The report also outlined plans to look at financial support for seismic surveys in underexplored areas of the UKCS and mentioned that further work would be carried out on options to support exploration through the tax system, such as tax credits. The Treasury will also develop options to improve access to decommissioning tax relief and work with the UK’s new Oil and Gas Authority to consider options for reforming the fiscal treatment of infrastructure, with further consultation with the industry in 2015.
The Treasury said: “These measures represent a radical plan to reward investment in the UKCS at all stages of the industry life cycle. These reforms will make the fiscal regime more competitive, simpler and more predictable and represent the most balanced and investment-focused way to move to a lower tax burden over time. They will support billions of pounds of investment throughout the lifecycle of fields.”
Late on Wednesday, trade body Oil & Gas UK responded to the Chancellor’s plans for oil and gas tax in Autumn Statement by stating that the reduction in the Supplementary Charge is “an important first step towards improving the fiscal competitiveness of the UK North Sea”. Oil & Gas UK noted that it was the first cut in tax rates for the UK North Sea in 21 years.
The organization also welcomed the announcement of the extension to the ring fence expenditure supplement and the introduction of a new allowance that aims to encourage investment in the development of high pressure, high temperature fields within cluster areas.
Oil & Gas UK Chief Executive Malcom Webb commented in a statement:
“We understand the economic constraints under which today’s Autumn Statement is delivered. Therefore we take the Chancellor’s announcement of a reduction in the industry’s tax rate as an important first step to improve the fiscal competitiveness of the UK North Sea.

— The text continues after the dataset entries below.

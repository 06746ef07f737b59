//! Remediation wizard: find a title with missing files and grab a release
//!
//! ```text
//! invoke -> MediaSearch --(series)--> SeasonSelect -> EpisodeSelect --\
//!                 \--------(movie)------------------------------------> ReleaseSearch
//! ReleaseSearch <-> ReleaseSelected -> Approved
//! ```
//! Media, episode and release lists page independently. Abort ends the session
//! from any step.

use haruki_api::{
    Caller, ComponentId, Episode, ListingMode, MediaKind, Release, ReleaseScope, Reply, Title,
    View, ViewRef,
};
use haruki_config::WizardSettings;
use haruki_remote_api::{with_deadline, AcquisitionClient, ViewSink};
use haruki_store::SessionStore;
use haruki_util::{OwnerKey, Result};
use std::sync::Arc;
use tracing::{debug, info, warn};

use crate::access::{first_value, may_act_for, parse_value, role_denied};
use crate::paging::{self, Page};
use crate::ranking::{rank_releases, usable_movie_releases};
use crate::render;
use crate::watcher::spawn_expiry_watcher;

pub const SERIES_NOT_CONFIGURED: &str = "Series service is not configured.";
pub const MOVIES_NOT_CONFIGURED: &str = "Movie service is not configured.";

#[derive(Debug, Clone, Copy, PartialEq, Eq)]
pub enum RemediationStep {
    MediaSearch,
    SeasonSelect,
    EpisodeSelect,
    ReleaseSearch,
    ReleaseSelected,
}

/// Snapshot of one remediation wizard session
#[derive(Debug, Clone)]
pub struct RemediationSession {
    pub owner: OwnerKey,
    pub kind: MediaKind,
    pub listing_mode: ListingMode,
    pub query: String,
    pub results: Vec<Title>,
    pub page: usize,
    pub selected_media: Option<Title>,
    /// Episodes of the selected series, after the listing-mode filter
    pub missing_episodes: Vec<Episode>,
    pub season_episodes: Vec<Episode>,
    pub episode_page: usize,
    pub selected_episode: Option<Episode>,
    /// Ranked and capped
    pub releases: Vec<Release>,
    pub release_page: usize,
    pub selected_release: Option<Release>,
    pub step: RemediationStep,
    pub view: ViewRef,
}

impl RemediationSession {
    fn media_view(&self, page_size: usize) -> View {
        render::media_page(&self.results, &Page::new(self.page, self.results.len(), page_size))
    }

    fn episode_view(&self, page_size: usize) -> View {
        render::episode_page(
            &self.season_episodes,
            &Page::new(self.episode_page, self.season_episodes.len(), page_size),
        )
    }

    fn release_page(&self, page_size: usize) -> Page {
        Page::new(self.release_page, self.releases.len(), page_size)
    }

    fn release_view(&self, page_size: usize) -> View {
        render::release_list(&self.releases, &self.release_page(page_size), self.is_movie())
    }

    fn is_movie(&self) -> bool {
        self.kind == MediaKind::Movie
    }

    /// Text of the "No results" card for the current selection
    fn no_results_message(&self) -> String {
        let title = self
            .selected_media
            .as_ref()
            .map(|t| t.title.as_str())
            .unwrap_or_default();
        match (&self.kind, &self.selected_episode) {
            (MediaKind::Tv, Some(episode)) => {
                format!("No Downloads found for Media - {} - {}", title, episode.code())
            }
            (MediaKind::Tv, None) => format!("No Downloads found for Media - {} - Episode", title),
            (MediaKind::Movie, _) => format!("No files found for Media - {}", title),
        }
    }
}

/// Seasons in first-seen order
fn seasons_of(episodes: &[Episode]) -> Vec<u32> {
    let mut seasons = Vec::new();
    for episode in episodes {
        if !seasons.contains(&episode.season_number) {
            seasons.push(episode.season_number);
        }
    }
    seasons
}

pub struct RemediationWizard {
    settings: WizardSettings,
    series: Option<Arc<dyn AcquisitionClient>>,
    movies: Option<Arc<dyn AcquisitionClient>>,
    sink: Arc<dyn ViewSink>,
    store: Arc<SessionStore<RemediationSession>>,
}
//! IPC layer for harukid
//!
//! Provides:
//! - Unix domain socket server
//! - NDJSON (newline-delimited JSON) protocol
//! - Client connection management and event fan-out
//! - A client used by chat bridges and tests

mod client;
mod server;

pub use client::*;
pub use server::*;

use thiserror::Error;

/// IPC errors
#[derive(Debug, Error)]
pub enum IpcError {
    #[error("IO error: {0}")]
    Io(#[from] std::io::Error),

    #[error("JSON error: {0}")]
    Json(#[from] serde_json::Error),

    #[error("Connection closed")]
    ConnectionClosed,

    #[error("Invalid message: {0}")]
    InvalidMessage(String),

    #[error("Server error: {0}")]
    ServerError(String),
}

pub type IpcResult<T> = Result<T, IpcError>;

impl From<IpcError> for haruki_util::HarukiError {
    fn from(e: IpcError) -> Self {
        haruki_util::HarukiError::ipc(e.to_string())
    }
}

“Oil & Gas UK also welcomes the extension of the ring fence expenditure supplement, which will allow investors to offset their costs against future production for a period of up to ten years instead of the current six years. This move, which brings the offshore in line with onshore oil and gas production, could help attract new entrants into the basin and is just one of a range of fresh measures needed to help improve the investment outlook.
“However, these can only be seen as first steps towards improving the overall fiscal competitiveness of the UK North Sea. We will certainly need further reductions in the overall rate of tax to ensure the long term future of the industry. Given the current crisis in exploration, we also need to see measures to promote exploration activity across the basin.”